### WHAT YOU HAVE TO DO
Tally every line in the following material that has the word "LessEq" in it, and answer with that figure alone.

(Beginning of SOURCE MATERIAL)

//! Binary and unary operator semantics over runtime values.
//!
//! The `Pow` arm is reachable only through compound assignment (`^=`);
//! the parser never produces a standalone `^` binary expression.

use std::cell::RefCell;
use std::rc::Rc;

use crate::ast::{BinaryOperator, UnaryOperator};

use super::error::RuntimeError;
use super::value::Value;

pub(super) fn apply_unary(op: UnaryOperator, operand: &Value) -> Result<Value, RuntimeError> {
    match op {
        UnaryOperator::Not => Ok(Value::from_bool(!operand.is_truthy())),
        UnaryOperator::Neg => match operand {
            Value::Number(value) => Ok(Value::Number(-value)),
            other => Err(RuntimeError::NegateNonNumber {
                type_name: other.type_name(),
            }),
        },
    }
}

pub(super) fn apply_binary(
    op: BinaryOperator,
    left: &Value,
    right: &Value,
) -> Result<Value, RuntimeError> {
    use crate::ast::BinaryOperator::*;
    match op {
        Add | Sub | Mul | Div | Mod | Pow => apply_arithmetic(op, left, right),
        Eq | NotEq => apply_equality(op, left, right),
        Less | LessEq | Greater | GreaterEq => apply_comparison(op, left, right),
        // Logic never fails: both sides were already evaluated and any
        // value has a truthiness.
        And => Ok(Value::from_bool(left.is_truthy() && right.is_truthy())),
        Or => Ok(Value::from_bool(left.is_truthy() || right.is_truthy())),
    }
}

fn apply_arithmetic(
    op: BinaryOperator,
    left: &Value,
    right: &Value,
) -> Result<Value, RuntimeError> {
    if matches!(left, Value::Nil) || matches!(right, Value::Nil) {
        return Err(RuntimeError::NilOperand { op });
    }
    match op {
        BinaryOperator::Add => match (left, right) {
            (Value::Number(l), Value::Number(r)) => Ok(Value::Number(l + r)),
            (Value::Str(l), Value::Str(r)) => Ok(Value::Str(format!("{l}{r}"))),
            (Value::List(l), Value::List(r)) => {
                let mut items = l.borrow().clone();
                items.extend(r.borrow().iter().cloned());
                Ok(Value::list(items))
            }
            _ => Err(type_mismatch(op, left, right)),
        },
        BinaryOperator::Sub => match (left, right) {
            (Value::Number(l), Value::Number(r)) => Ok(Value::Number(l - r)),
            // String subtraction strips a matching suffix, otherwise the
            // left side passes through unchanged.
            (Value::Str(l), Value::Str(r)) => Ok(Value::Str(
                l.strip_suffix(r.as_str()).unwrap_or(l).to_string(),
            )),
            _ => Err(type_mismatch(op, left, right)),
        },
        BinaryOperator::Mul => match (left, right) {
            (Value::Number(l), Value::Number(r)) => Ok(Value::Number(l * r)),
            (Value::Str(text), Value::Number(count))
            | (Value::Number(count), Value::Str(text)) => repeat_string(text, *count),
            (Value::List(list), Value::Number(count))
            | (Value::Number(count), Value::List(list)) => repeat_list(list, *count),
            _ => Err(type_mismatch(op, left, right)),
        },
        BinaryOperator::Div => match (left, right) {
            (Value::Number(_), Value::Number(r)) if *r == 0.0 => {
                Err(RuntimeError::DivisionByZero)
            }
            (Value::Number(l), Value::Number(r)) => Ok(Value::Number(l / r)),
            _ => Err(type_mismatch(op, left, right)),
        },
        BinaryOperator::Mod => match (left, right) {
            (Value::Number(_), Value::Number(r)) if *r == 0.0 => Err(RuntimeError::ModuloByZero),
            (Value::Number(l), Value::Number(r)) => Ok(Value::Number(l % r)),
            _ => Err(type_mismatch(op, left, right)),
        },
        BinaryOperator::Pow => match (left, right) {
            (Value::Number(l), Value::Number(r)) => Ok(Value::Number(l.powf(*r))),
            _ => Err(type_mismatch(op, left, right)),
        },
        _ => unreachable!("apply_arithmetic called with non-arithmetic operator"),
    }
}

fn apply_equality(op: BinaryOperator, left: &Value, right: &Value) -> Result<Value, RuntimeError> {
    let equal = match (left, right) {
        (Value::Nil, Value::Nil) => true,
        (Value::Nil, _) | (_, Value::Nil) => false,
        (Value::Number(l), Value::Number(r)) => l == r,
        (Value::Str(l), Value::Str(r)) => l == r,
        _ => {
            return Err(RuntimeError::CompareTypeMismatch {
                op,
                left: left.type_name(),
                right: right.type_name(),
            });
        }
    };
    Ok(Value::from_bool(if op == BinaryOperator::Eq {
        equal
    } else {
        !equal
    }))
}

fn apply_comparison(
    op: BinaryOperator,
    left: &Value,
    right: &Value,
) -> Result<Value, RuntimeError> {
    if matches!(left, Value::Nil) || matches!(right, Value::Nil) {
        return Err(RuntimeError::NilOperand { op });
    }
    let holds = match (left, right) {
        (Value::Number(l), Value::Number(r)) => ordered(op, l, r),
        (Value::Str(l), Value::Str(r)) => ordered(op, l, r),
        _ => return Err(type_mismatch(op, left, right)),
    };
    Ok(Value::from_bool(holds))
}

fn ordered<T: PartialOrd + ?Sized>(op: BinaryOperator, left: &T, right: &T) -> bool {
    match op {
        BinaryOperator::Less => left < right,
        BinaryOperator::LessEq => left <= right,
        BinaryOperator::Greater => left > right,
        BinaryOperator::GreaterEq => left >= right,
        _ => unreachable!("ordered called with non-comparison operator"),
    }
}

fn repeat_string(text: &str, count: f64) -> Result<Value, RuntimeError> {
    if count < 0.0 {
        return Err(RuntimeError::NegativeRepeatCount { kind: "string" });
    }
    Ok(Value::Str(text.repeat(count as usize)))
}

fn repeat_list(list: &Rc<RefCell<Vec<Value>>>, count: f64) -> Result<Value, RuntimeError> {
    if count < 0.0 {
        return Err(RuntimeError::NegativeRepeatCount { kind: "list" });
    }
    let items = list.borrow();
    let count = count as usize;
    let mut result = Vec::with_capacity(items.len().saturating_mul(count));
    for _ in 0..count {
        result.extend(items.iter().cloned());
    }
    Ok(Value::list(result))
}

fn type_mismatch(op: BinaryOperator, left: &Value, right: &Value) -> RuntimeError {
    RuntimeError::BinaryTypeMismatch {
        op,
        left: left.type_name(),
        right: right.type_name(),
    }
}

(End of SOURCE MATERIAL)

### ANSWER
2